Late yesterday afternoon, I received a copy of The Green Bible (HarperOne), and I’m not sure what to make of it.
The Bible is “green” in composition, which I appreciate. Its pages are made of 10 percent post-consumer recycled paper, the words are printed with soy-based ink, and the binding is 100 percent cotton/linen. It is certainly a good-looking book (that marketing sleeve comes off). And it smells nice. I wouldn’t mind if my bookshelves were lined with cotton covers.
But to put things in perspective, Thomas Nelson released a “green” Bible printed on recycled paper – the first of its kind – almost a year ago. So it’s not the composition but the content of HarperOne’s ecologically friendly canon that makes it unique.
Before they make it to Genesis, Green Bible readers encounter an impressive roll of contributors, each offering a sermon or article on some aspect of creation care: “Reading the Bible through a Green Lens” and “Knowing Our Place on Earth: Learning Environmental Responsibility from the Old Testament” for example. There’s a foreword by Archbishop Desmond Tutu, an introduction by Matthew Sleeth, poems by Francis of Assisi and Wendell Berry, and articles (mostly reprinted) by Brian McLaren, Barbara Brown Taylor, N. T. Wright, and the late Pope John Paul II, among others.

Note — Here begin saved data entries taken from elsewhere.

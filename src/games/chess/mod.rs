//! Chess rules: move generation, special moves, check detection and
//! automatic draws.
//!
//! ## Layers
//!
//! - [`Board`]: a position plus its side-to-move bookkeeping, with FEN
//!   import and export
//! - [`legal_moves`] / [`execute_move`] / [`resolve_promotion`]: pure
//!   functions over boards
//! - [`ChessGame`]: status tracking, repetition counting and undo
//! - [`Chess`]: the [`RulesEngine`](crate::rules::RulesEngine) adapter
//!
//! ```
//! use arcade_rules::games::chess::{ChessGame, GameStatus, Square};
//!
//! let mut game = ChessGame::new();
//! let sq = |s: &str| s.parse::<Square>().unwrap();
//! for (from, to) in [("f2", "f3"), ("e7", "e5"), ("g2", "g4"), ("d8", "h4")] {
//!     game.make_move(sq(from), sq(to)).unwrap();
//! }
//! assert!(matches!(game.status(), GameStatus::Checkmate { .. }));
//! ```

mod board;
mod execute;
mod game;
mod movegen;
mod rules;
mod types;

pub use board::{Board, PendingPromotion, START_FEN};
pub use execute::{execute_move, insufficient_material, resolve_promotion};
pub use game::{ChessGame, DrawRules, GameStatus};
pub use movegen::{
    all_legal_moves, has_legal_move, is_in_check, is_square_attacked, legal_moves,
    pseudo_legal_moves, MoveList,
};
pub use rules::{Chess, ChessAction};
pub use types::{CastleSide, CastlingRights, Color, Move, MoveKind, Piece, PieceKind, Square};
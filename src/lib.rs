//! # arcade-rules
//!
//! Pure, deterministic rule engines for a collection of classic mini-games.
//!
//! ## Design Principles
//!
//! 1. **Pure Functions**: Every operation takes a state and returns a new
//!    state or a typed error. Nothing is mutated behind the caller's back,
//!    and a rejected request leaves the input untouched.
//!
//! 2. **Seeded Randomness**: Shuffles, deals and puzzle generation draw from
//!    an explicit [`GameRng`]. The same seed always gives the same game.
//!
//! 3. **Bounded Search**: Exponential searches take a [`SearchBudget`] and
//!    report [`SearchOutcome::BudgetExceeded`] instead of running forever.
//!
//! ## Games
//!
//! - `games::chess`: move generation, two-phase promotion, check, mate and
//!   draw detection with an undo history
//! - `games::doudizhu`: card combinations, play comparison, three-seat
//!   rounds and robot players
//! - `games::linkup`: two-bend tile links, hints, solver and level
//!   generation
//! - `games::points24`: expression parsing, answer checking, solver and
//!   puzzle generation
//!
//! ## Modules
//!
//! - `core`: RNG, seats, search budgets, search outcomes, errors
//! - `rules`: `RulesEngine` trait shared by the turn-based games
//! - `games`: the individual rule sets

pub mod core;
pub mod games;
pub mod rules;

// Re-export commonly used types
pub use crate::core::{
    BudgetMeter, GameRng, GameRngState, InvalidAction, MalformedState, ParseError, RuleError,
    RuleResult, SearchBudget, SearchOutcome, Seat, SeatMap,
};

pub use crate::rules::{GameResult, RulesEngine};
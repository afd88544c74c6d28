//! Cards and the 54-card deck.
//!
//! ## Notation
//!
//! Cards print as rank then suit symbol (`10♥`, `A♠`); jokers print as `BJ`
//! and `RJ`. Parsing also accepts ASCII suit letters (`10H`, `AS`).

use std::fmt;
use std::str::FromStr;

use serde::{Deserialize, Serialize};

use crate::core::{MalformedState, RuleError, RuleResult};

/// Card ranks in ascending strength. `Two` outranks `Ace`; jokers top all.
#[derive(Clone, Copy, Debug, PartialEq, Eq, PartialOrd, Ord, Hash, Serialize, Deserialize)]
pub enum Rank {
    Three,
    Four,
    Five,
    Six,
    Seven,
    Eight,
    Nine,
    Ten,
    Jack,
    Queen,
    King,
    Ace,
    Two,
    BlackJoker,
    RedJoker,
}

impl Rank {
    /// The thirteen suited ranks.
    pub const SUITED: [Rank; 13] = [
        Rank::Three,
        Rank::Four,
        Rank::Five,
        Rank::Six,
        Rank::Seven,
        Rank::Eight,
        Rank::Nine,
        Rank::Ten,
        Rank::Jack,
        Rank::Queen,
        Rank::King,
        Rank::Ace,
        Rank::Two,
    ];

    /// Highest rank value a run (straight, double straight, plane) may reach.
    pub const MAX_RUN_VALUE: u8 = Rank::Ace as u8;

    /// Ordinal strength: `Three` is 0, `Two` is 12, `RedJoker` is 14.
    #[must_use]
    pub const fn value(self) -> u8 {
        self as u8
    }

    /// Inverse of [`value`](Self::value).
    #[must_use]
    pub fn from_value(value: u8) -> Option<Self> {
        match value {
            13 => Some(Rank::BlackJoker),
            14 => Some(Rank::RedJoker),
            v => Rank::SUITED.get(v as usize).copied(),
        }
    }

    #[must_use]
    pub const fn is_joker(self) -> bool {
        matches!(self, Rank::BlackJoker | Rank::RedJoker)
    }

    const fn label(self) -> &'static str {
        match self {
            Rank::Three => "3",
            Rank::Four => "4",
            Rank::Five => "5",
            Rank::Six => "6",
            Rank::Seven => "7",
            Rank::Eight => "8",
            Rank::Nine => "9",
            Rank::Ten => "10",
            Rank::Jack => "J",
            Rank::Queen => "Q",
            Rank::King => "K",
            Rank::Ace => "A",
            Rank::Two => "2",
            Rank::BlackJoker => "BJ",
            Rank::RedJoker => "RJ",
        }
    }
}

impl fmt::Display for Rank {
    fn fmt(&self, f: &mut fmt::Formatter<'_>) -> fmt::Result {
        f.write_str(self.label())
    }
}

/// The four suits.
#[derive(Clone, Copy, Debug, PartialEq, Eq, PartialOrd, Ord, Hash, Serialize, Deserialize)]
pub enum Suit {
    Spades,
    Hearts,
    Clubs,
    Diamonds,
}

impl Suit {
    pub const ALL: [Suit; 4] = [Suit::Spades, Suit::Hearts, Suit::Clubs, Suit::Diamonds];

    const fn symbol(self) -> char {
        match self {
            Suit::Spades => '♠',
            Suit::Hearts => '♥',
            Suit::Clubs => '♣',
            Suit::Diamonds => '♦',
        }
    }

    fn from_char(ch: char) -> Option<Self> {
        match ch {
            '♠' | 'S' | 's' => Some(Suit::Spades),
            '♥' | 'H' | 'h' => Some(Suit::Hearts),
            '♣' | 'C' | 'c' => Some(Suit::Clubs),
            '♦' | 'D' | 'd' => Some(Suit::Diamonds),
            _ => None,
        }
    }
}

/// A single card. Jokers carry no suit.
///
/// Ordering is by rank, then suit, which is also the order hands are kept in.
#[derive(Clone, Copy, Debug, PartialEq, Eq, PartialOrd, Ord, Hash, Serialize, Deserialize)]
pub struct Card {
    pub rank: Rank,
    pub suit: Option<Suit>,
}

impl Card {
    /// A suited card.
    #[must_use]
    pub const fn new(rank: Rank, suit: Suit) -> Self {
        Self {
            rank,
            suit: Some(suit),
        }
    }

    pub const BLACK_JOKER: Card = Card {
        rank: Rank::BlackJoker,
        suit: None,
    };

    pub const RED_JOKER: Card = Card {
        rank: Rank::RedJoker,
        suit: None,
    };
}

impl fmt::Display for Card {
    fn fmt(&self, f: &mut fmt::Formatter<'_>) -> fmt::Result {
        match self.suit {
            Some(suit) => write!(f, "{}{}", self.rank.label(), suit.symbol()),
            None => f.write_str(self.rank.label()),
        }
    }
}

impl FromStr for Card {
    type Err = RuleError;

    fn from_str(s: &str) -> Result<Self, Self::Err> {
        let unknown = || RuleError::from(MalformedState::UnknownCard(s.to_string()));
        match s {
            "BJ" => return Ok(Card::BLACK_JOKER),
            "RJ" => return Ok(Card::RED_JOKER),
            _ => {}
        }

        let suit_char = s.chars().last().ok_or_else(unknown)?;
        let suit = Suit::from_char(suit_char).ok_or_else(unknown)?;
        let label = &s[..s.len() - suit_char.len_utf8()];
        let rank = Rank::SUITED
            .into_iter()
            .find(|r| r.label().eq_ignore_ascii_case(label))
            .ok_or_else(unknown)?;
        Ok(Card::new(rank, suit))
    }
}

/// Parse whitespace-separated cards, e.g. `"3S 3H 3C"`.
pub fn parse_cards(text: &str) -> RuleResult<Vec<Card>> {
    text.split_whitespace().map(str::parse).collect()
}

/// The 54-card deck in a fixed order: suits outer, ranks inner, then jokers.
#[must_use]
pub fn full_deck() -> Vec<Card> {
    let mut deck: Vec<Card> = Suit::ALL
        .into_iter()
        .flat_map(|suit| Rank::SUITED.into_iter().map(move |rank| Card::new(rank, suit)))
        .collect();
    deck.push(Card::BLACK_JOKER);
    deck.push(Card::RED_JOKER);
    deck
}
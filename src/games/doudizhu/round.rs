//! The three-seat play round.
//!
//! ## Flow
//!
//! The landlord leads. Each turn the seat to act either beats the current
//! lead or passes; the leader of a fresh trick may not pass. Two passes in
//! a row clear the lead and the last player to play leads again. The round
//! ends as soon as a hand is empty: the landlord wins alone, the two
//! peasants win together.

use serde::{Deserialize, Serialize};
use tracing::debug;

use super::card::Card;
use super::combination::Combination;
use super::compare::validate_play;
use super::hand::{check_table, Deal, Hand, SEAT_COUNT};
use super::plays::candidate_plays;
use crate::core::{GameRng, InvalidAction, RuleResult, Seat, SeatMap};
use crate::rules::{GameResult, RulesEngine};

/// The play currently to be beaten.
#[derive(Clone, Debug, PartialEq, Eq, Serialize, Deserialize)]
pub struct Lead {
    pub seat: Seat,
    pub combination: Combination,
    pub cards: Vec<Card>,
}

/// A seat's turn.
#[derive(Clone, Debug, PartialEq, Eq, Hash, Serialize, Deserialize)]
pub enum RoundAction {
    Play(Vec<Card>),
    Pass,
}

/// State of a round in play.
#[derive(Clone, Debug, PartialEq, Eq, Serialize, Deserialize)]
pub struct Round {
    hands: SeatMap<Hand>,
    landlord: Seat,
    turn: Seat,
    lead: Option<Lead>,
    passes: u8,
}

impl Round {
    /// Start a round from a deal; `landlord` takes the bottom and leads.
    pub fn new(deal: Deal, landlord: Seat) -> RuleResult<Self> {
        let hands = deal.into_hands(landlord)?;
        Self::from_hands(hands, landlord)
    }

    /// Shuffle, deal and start a round in one step.
    pub fn deal(rng: &mut GameRng, landlord: Seat) -> RuleResult<Self> {
        Self::new(Deal::shuffled(rng), landlord)
    }

    /// Start from hands that were set up by other means.
    ///
    /// The table must have three seats, `landlord` must be one of them and
    /// no card may be held twice.
    pub fn from_hands(hands: SeatMap<Hand>, landlord: Seat) -> RuleResult<Self> {
        check_table(&hands, landlord)?;
        Ok(Self {
            hands,
            landlord,
            turn: landlord,
            lead: None,
            passes: 0,
        })
    }

    #[must_use]
    pub fn hand(&self, seat: Seat) -> &Hand {
        &self.hands[seat]
    }

    #[must_use]
    pub fn landlord(&self) -> Seat {
        self.landlord
    }

    /// Seat to act.
    #[must_use]
    pub fn turn(&self) -> Seat {
        self.turn
    }

    #[must_use]
    pub fn lead(&self) -> Option<&Lead> {
        self.lead.as_ref()
    }

    /// Seat whose hand is empty, if the round is over.
    #[must_use]
    pub fn finished_by(&self) -> Option<Seat> {
        self.hands
            .iter()
            .find(|(_, hand)| hand.is_empty())
            .map(|(seat, _)| seat)
    }

    /// Apply the current seat's action, returning the next state.
    pub fn apply(&self, action: &RoundAction) -> RuleResult<Round> {
        if self.finished_by().is_some() {
            return Err(InvalidAction::GameOver.into());
        }
        let mut next = self.clone();

        match action {
            RoundAction::Pass => {
                if self.lead.is_none() {
                    return Err(InvalidAction::CannotPass.into());
                }
                next.passes += 1;
                if next.passes as usize >= SEAT_COUNT - 1 {
                    next.lead = None;
                    next.passes = 0;
                }
            }
            RoundAction::Play(cards) => {
                let hand = &self.hands[self.turn];
                if !hand.contains_all(cards) {
                    return Err(InvalidAction::CardsNotInHand.into());
                }
                let lead = self.lead.as_ref().map(|l| &l.combination);
                let combination = validate_play(lead, cards)?;
                next.hands[self.turn] = hand.without(cards)?;
                next.lead = Some(Lead {
                    seat: self.turn,
                    combination,
                    cards: cards.clone(),
                });
                next.passes = 0;
                if next.hands[self.turn].is_empty() {
                    debug!(seat = %self.turn, landlord = %self.landlord, "doudizhu round over");
                }
            }
        }

        next.turn = self.turn.next(SEAT_COUNT);
        Ok(next)
    }

    /// Result once a hand is empty.
    #[must_use]
    pub fn result(&self) -> Option<GameResult> {
        let seat = self.finished_by()?;
        if seat == self.landlord {
            Some(GameResult::Winner(seat))
        } else {
            Some(GameResult::Winners(
                Seat::all(SEAT_COUNT).filter(|&s| s != self.landlord).collect(),
            ))
        }
    }
}

/// Doudizhu play rules.
#[derive(Clone, Copy, Debug, Default)]
pub struct Doudizhu;

impl RulesEngine for Doudizhu {
    type State = Round;
    type Action = RoundAction;
    type Outcome = GameResult;

    fn legal_actions(&self, state: &Round) -> Vec<RoundAction> {
        if state.finished_by().is_some() {
            return Vec::new();
        }
        let lead = state.lead().map(|l| &l.combination);
        let mut actions: Vec<RoundAction> = candidate_plays(state.hand(state.turn()), lead)
            .into_iter()
            .map(|play| RoundAction::Play(play.cards))
            .collect();
        if lead.is_some() {
            actions.push(RoundAction::Pass);
        }
        actions
    }

    fn apply_action(&self, state: &Round, action: &RoundAction) -> RuleResult<Round> {
        state.apply(action)
    }

    fn outcome(&self, state: &Round) -> Option<GameResult> {
        state.result()
    }
}

#[cfg(test)]
mod tests {
    use super::*;
    use crate::core::MalformedState;
    use crate::games::doudizhu::card::parse_cards;

    fn cards(text: &str) -> Vec<Card> {
        parse_cards(text).unwrap()
    }

    fn round(hands: [&str; 3], landlord: Seat) -> Round {
        let hands = hands
            .iter()
            .map(|h| Hand::new(cards(h)).unwrap())
            .collect();
        Round::from_hands(SeatMap::from_vec(hands), landlord).unwrap()
    }

    fn play(text: &str) -> RoundAction {
        RoundAction::Play(cards(text))
    }

    #[test]
    fn test_deal_gives_landlord_twenty_cards() {
        let round = Round::deal(&mut GameRng::new(5), Seat(1)).unwrap();
        assert_eq!(round.hand(Seat(1)).len(), 20);
        assert_eq!(round.turn(), Seat(1));
        assert!(round.lead().is_none());
    }

    #[test]
    fn test_leader_cannot_pass() {
        let r = round(["3S 4S", "5S 6S", "7S 8S"], Seat(0));
        assert_eq!(r.apply(&RoundAction::Pass).unwrap_err(), InvalidAction::CannotPass.into());
    }

    #[test]
    fn test_play_must_hold_cards_and_beat_lead() {
        let r = round(["3S 4S", "5S 6S", "7S 8S"], Seat(0));
        assert_eq!(
            r.apply(&play("9S")).unwrap_err(),
            InvalidAction::CardsNotInHand.into()
        );
        let r = r.apply(&play("4S")).unwrap();
        assert_eq!(r.turn(), Seat(1));
        assert_eq!(r.hand(Seat(0)).len(), 1);

        let err = round(["3S 4S", "3H 6S", "7S 8S"], Seat(0))
            .apply(&play("4S"))
            .unwrap()
            .apply(&play("3H"))
            .unwrap_err();
        assert_eq!(err, InvalidAction::DoesNotBeat.into());
    }

    #[test]
    fn test_two_passes_return_the_lead() {
        let r = round(["3S 4S", "5S 6S", "7S 8S"], Seat(0));
        let r = r.apply(&play("4S")).unwrap();
        let r = r.apply(&RoundAction::Pass).unwrap();
        assert!(r.lead().is_some());
        let r = r.apply(&RoundAction::Pass).unwrap();
        assert!(r.lead().is_none());
        assert_eq!(r.turn(), Seat(0));
        // the leader may now play anything
        assert!(r.apply(&play("3S")).is_ok());
    }

    #[test]
    fn test_landlord_wins_alone() {
        let r = round(["3S", "5S 6S", "7S 8S"], Seat(0));
        let r = r.apply(&play("3S")).unwrap();
        assert_eq!(r.result(), Some(GameResult::Winner(Seat(0))));
        assert_eq!(r.apply(&RoundAction::Pass).unwrap_err(), InvalidAction::GameOver.into());
    }

    #[test]
    fn test_peasants_win_together() {
        let r = round(["3S 4S", "5S", "7S 8S"], Seat(0));
        let r = r.apply(&play("3S")).unwrap();
        let r = r.apply(&play("5S")).unwrap();
        let result = r.result().unwrap();
        assert_eq!(result, GameResult::Winners(vec![Seat(1), Seat(2)]));
        assert!(result.is_winner(Seat(2)));
        assert!(!result.is_winner(Seat(0)));
    }

    #[test]
    fn test_engine_actions() {
        let engine = Doudizhu;
        let r = round(["3S 4S", "5S 6S", "7S 8S"], Seat(0));
        let actions = engine.legal_actions(&r);
        assert_eq!(actions.len(), 2);
        assert!(!actions.contains(&RoundAction::Pass));

        let r = engine.apply_action(&r, &play("4S")).unwrap();
        let actions = engine.legal_actions(&r);
        assert!(actions.contains(&RoundAction::Pass));
        assert_eq!(actions.len(), 3);
    }

    #[test]
    fn test_from_hands_rejects_bad_tables() {
        let hands = |texts: &[&str]| {
            SeatMap::from_vec(texts.iter().map(|h| Hand::new(cards(h)).unwrap()).collect())
        };

        assert_eq!(
            Round::from_hands(hands(&["3S", "4S"]), Seat(0)).unwrap_err(),
            MalformedState::SeatCount { expected: 3, found: 2 }.into()
        );
        assert_eq!(
            Round::from_hands(hands(&["3S", "4S", "5S"]), Seat(3)).unwrap_err(),
            MalformedState::SeatOutOfRange(Seat(3).to_string()).into()
        );
        assert_eq!(
            Round::from_hands(hands(&["3S 4S", "3S 5S", "3S 6S"]), Seat(0)).unwrap_err(),
            MalformedState::DuplicateCard(cards("3S")[0].to_string()).into()
        );
    }

    #[test]
    fn test_new_rejects_landlord_off_table() {
        let deal = Deal::shuffled(&mut GameRng::new(2));
        let err = Round::new(deal, Seat(3)).unwrap_err();
        assert!(!err.is_invalid_action());
    }
}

But what truly sets The Green Bible apart is that it’s a “green-letter edition.” It’s akin to the New Testaments in which the words of Jesus are printed in red. Except in this case, “over a thousand references to the earth and caring for creation” appear in green ink. While there are certainly more instances besides the highlighted ones that would have applied, the editors tell us in the prefatory material, they have chosen only those “speaking directly to the project’s core mission.”
To meet their criteria for what makes it in green, a given biblical text must address:
? how God and Jesus interact with, care for, and are intimately involved with all of creation.
? how all the elements of creation – land, water, air, plants, animals, humans – are interdependent.
? how nature responds to God.
? how we are called to care for creation.
These criteria yield some obvious results. All of Genesis 1 and most of Genesis 2 is green-lettered, as is Romans 8:22: “We know that the whole of creation has been groaning in labor pains until now?” But there are some puzzling passages that make the cut. There’s the final sentence of Revelation 19:20, for example: “These two [beasts] were thrown alive into the lake of fire that burns with sulfur.” And Jesus’ cursing of the fig tree is not green, even though it seems to describe “how God and Jesus interact with?all of creation.”
The selection of passages aside, I have two concerns with this method of highlighting biblical text. The first is this: the implicit argument in the green lettering is that by sheer bulk of words in green print, the editors prove that creation care is a central concern of the Bible. But what if we tried a different subject – say, violence. A faculty of editors color-codes a Bible so that every passage that references an act of violence is printed in purple ink. Would that, by sheer bulk, prove conclusively that violence is at the center of God’s plan of redemption? Or what about gold-lettering all the instances of sexual perversion? What I mean is this: frequency is not a compelling argument without context.
Speaking of context, I’m afraid the letter coloring will distract, in many places, from the actual theological significance of a passage. Take Genesis 2, for example. The majority of the chapter appears in green, except – oddly – a brief reference to the second river in Eden, Gihon (but the bit about Pishon is in green). The Lord’s proclamation that it is not good for the man to be alone is in black, as is the great crescendo of the chapter: “This at last is bone of my bones and flesh of my flesh?” I can understand why the institution of marriage is not “green.” But the predominance of green ink in that chapter diverts attention from the real significance of the passage – the completion of the creation of humankind.
I respect what the editors are trying to do here. We frequently need to be reminded that the Bible speaks to issues that we completely overlook for one reason or another. And I believe the Bible does challenge us to be better stewards of the planet. But I wonder if color-coding certain biblical themes disintegrates – rather than integrates – the unity of the gospel message by dividing the text into specialized issues. Does it help me understand the Bible to think of a passage about judging my neighbor as a “green” concern (Matthew 7:1-2 is green-lettered)? Or does it simply confuse matters? Does this advance the cause, or set it back a step?
Well, I guess I do know how I feel about it. For now, The Green Bible will have a place of honor beside my “Itty Bitty Bible” (the entire Scripture reduced to microscopic proportions so it fits on a single slide) and my talking Jesus action figure on the shelf of things I’m glad to have but don’t have much use for.